──────── Excerpted records

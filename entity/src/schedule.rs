use sea_orm::entity::prelude::*;

use super::sea_orm_active_enums::ScheduleStatus;

#[derive(Clone, Debug, PartialEq, Eq, DeriveEntityModel)]
#[sea_orm(table_name = "schedule")]
pub struct Model {
    #[sea_orm(primary_key, auto_increment = false)]
    pub id: String,
    pub user_id: String,
    pub diarist_id: String,
    pub address_id: String,
    pub date: DateTimeUtc,
    pub price: i32,
    pub status: ScheduleStatus,
    pub created_at: DateTimeUtc,
}

#[derive(Copy, Clone, Debug, EnumIter, DeriveRelation)]
pub enum Relation {
    #[sea_orm(
        belongs_to = "super::user::Entity",
        from = "Column::UserId",
        to = "super::user::Column::Id",
        on_update = "Cascade",
        on_delete = "Cascade"
    )]
    User,
    #[sea_orm(
        belongs_to = "super::diarist::Entity",
        from = "Column::DiaristId",
        to = "super::diarist::Column::Id",
        on_update = "Cascade",
        on_delete = "Cascade"
    )]
    Diarist,
}

impl Related<super::user::Entity> for Entity {
    fn to() -> RelationDef {
        Relation::User.def()
    }
}

impl Related<super::diarist::Entity> for Entity {
    fn to() -> RelationDef {
        Relation::Diarist.def()
    }
}

impl ActiveModelBehavior for ActiveModel {}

────────────────

All of the data above needs to be given again exactly.

Exercise result:
filename entity/src/schedule.rs
use sea_orm::entity::prelude::*;

use super::sea_orm_active_enums::ScheduleStatus;

#[derive(Clone, Debug, PartialEq, Eq, DeriveEntityModel)]
#[sea_orm(table_name = "schedule")]
pub struct Model {
    #[sea_orm(primary_key, auto_increment = false)]
    pub id: String,
    pub user_id: String,
    pub diarist_id: String,
    pub address_id: String,
    pub date: DateTimeUtc,
    pub price: i32,
    pub status: ScheduleStatus,
    pub created_at: DateTimeUtc,
}

#[derive(Copy, Clone, Debug, EnumIter, DeriveRelation)]
pub enum Relation {
    #[sea_orm(
        belongs_to = "super::user::Entity",
        from = "Column::UserId",
        to = "super::user::Column::Id",
        on_update = "Cascade",
        on_delete = "Cascade"
    )]
    User,
    #[sea_orm(
        belongs_to = "super::diarist::Entity",
        from = "Column::DiaristId",
        to = "super::diarist::Column::Id",
        on_update = "Cascade",
        on_delete = "Cascade"
    )]
    Diarist,
}

impl Related<super::user::Entity> for Entity {
    fn to() -> RelationDef {
        Relation::User.def()
    }
}

impl Related<super::diarist::Entity> for Entity {
    fn to() -> RelationDef {
        Relation::Diarist.def()
    }
}

impl ActiveModelBehavior for ActiveModel {}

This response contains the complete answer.